# Extracted records
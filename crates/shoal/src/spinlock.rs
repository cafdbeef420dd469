//! Minimal fetch-and-store spin lock.
//!
//! Guards the per-bucket item chains of the hash table, where critical
//! sections are a handful of memory touches and parking would cost more
//! than it saves. Unfair by construction.

use std::cell::UnsafeCell;
use std::ops::{Deref, DerefMut};
use std::sync::atomic::{AtomicBool, Ordering};

use crate::backoff::SpinWait;

pub struct SpinLock<T: ?Sized> {
    locked: AtomicBool,
    data: UnsafeCell<T>,
}

impl<T> SpinLock<T> {
    #[inline]
    pub const fn new(data: T) -> Self {
        Self {
            locked: AtomicBool::new(false),
            data: UnsafeCell::new(data),
        }
    }

    /// Try to acquire the lock without spinning.
    #[inline]
    pub fn try_lock(&self) -> Option<SpinLockGuard<'_, T>> {
        if self.locked.swap(true, Ordering::Acquire) {
            None
        } else {
            Some(SpinLockGuard { lock: self })
        }
    }

    /// Acquire the lock, spinning if necessary.
    #[inline]
    pub fn lock(&self) -> SpinLockGuard<'_, T> {
        let mut wait = SpinWait::new();
        while self.locked.swap(true, Ordering::Acquire) {
            // Spin on a plain load to keep the cache line shared.
            while self.locked.load(Ordering::Relaxed) {
                wait.relax();
            }
        }
        SpinLockGuard { lock: self }
    }

    #[inline]
    pub fn is_locked(&self) -> bool {
        self.locked.load(Ordering::Relaxed)
    }
}

unsafe impl<T: Send> Send for SpinLock<T> {}
unsafe impl<T: Send> Sync for SpinLock<T> {}

/// RAII guard for [`SpinLock`].
pub struct SpinLockGuard<'a, T: ?Sized> {
    lock: &'a SpinLock<T>,
}

impl<T: ?Sized> Deref for SpinLockGuard<'_, T> {
    type Target = T;

    fn deref(&self) -> &Self::Target {
        unsafe { &*self.lock.data.get() }
    }
}

impl<T: ?Sized> DerefMut for SpinLockGuard<'_, T> {
    fn deref_mut(&mut self) -> &mut Self::Target {
        unsafe { &mut *self.lock.data.get() }
    }
}

impl<T: ?Sized> Drop for SpinLockGuard<'_, T> {
    fn drop(&mut self) {
        self.lock.locked.store(false, Ordering::Release);
    }
}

# What you will do
Retype the material word for word. Add nothing to it.

# Answer space
filename crates/shoal/src/spinlock.rs
repository cafdbeef420dd469
//! Minimal fetch-and-store spin lock.
//!
//! Guards the per-bucket item chains of the hash table, where critical
//! sections are a handful of memory touches and parking would cost more
//! than it saves. Unfair by construction.

use std::cell::UnsafeCell;
use std::ops::{Deref, DerefMut};
use std::sync::atomic::{AtomicBool, Ordering};

use crate::backoff::SpinWait;

pub struct SpinLock<T: ?Sized> {
    locked: AtomicBool,
    data: UnsafeCell<T>,
}

impl<T> SpinLock<T> {
    #[inline]
    pub const fn new(data: T) -> Self {
        Self {
            locked: AtomicBool::new(false),
            data: UnsafeCell::new(data),
        }
    }

    /// Try to acquire the lock without spinning.
    #[inline]
    pub fn try_lock(&self) -> Option<SpinLockGuard<'_, T>> {
        if self.locked.swap(true, Ordering::Acquire) {
            None
        } else {
            Some(SpinLockGuard { lock: self })
        }
    }

    /// Acquire the lock, spinning if necessary.
    #[inline]
    pub fn lock(&self) -> SpinLockGuard<'_, T> {
        let mut wait = SpinWait::new();
        while self.locked.swap(true, Ordering::Acquire) {
            // Spin on a plain load to keep the cache line shared.
            while self.locked.load(Ordering::Relaxed) {
                wait.relax();
            }
        }
        SpinLockGuard { lock: self }
    }

    #[inline]
    pub fn is_locked(&self) -> bool {
        self.locked.load(Ordering::Relaxed)
    }
}

unsafe impl<T: Send> Send for SpinLock<T> {}
unsafe impl<T: Send> Sync for SpinLock<T> {}

/// RAII guard for [`SpinLock`].
pub struct SpinLockGuard<'a, T: ?Sized> {
    lock: &'a SpinLock<T>,
}

impl<T: ?Sized> Deref for SpinLockGuard<'_, T> {
    type Target = T;

    fn deref(&self) -> &Self::Target {
        unsafe { &*self.lock.data.get() }
    }
}

impl<T: ?Sized> DerefMut for SpinLockGuard<'_, T> {
    fn deref_mut(&mut self) -> &mut Self::Target {
        unsafe { &mut *self.lock.data.get() }
    }
}

impl<T: ?Sized> Drop for SpinLockGuard<'_, T> {
    fn drop(&mut self) {
        self.lock.locked.store(false, Ordering::Release);
    }
}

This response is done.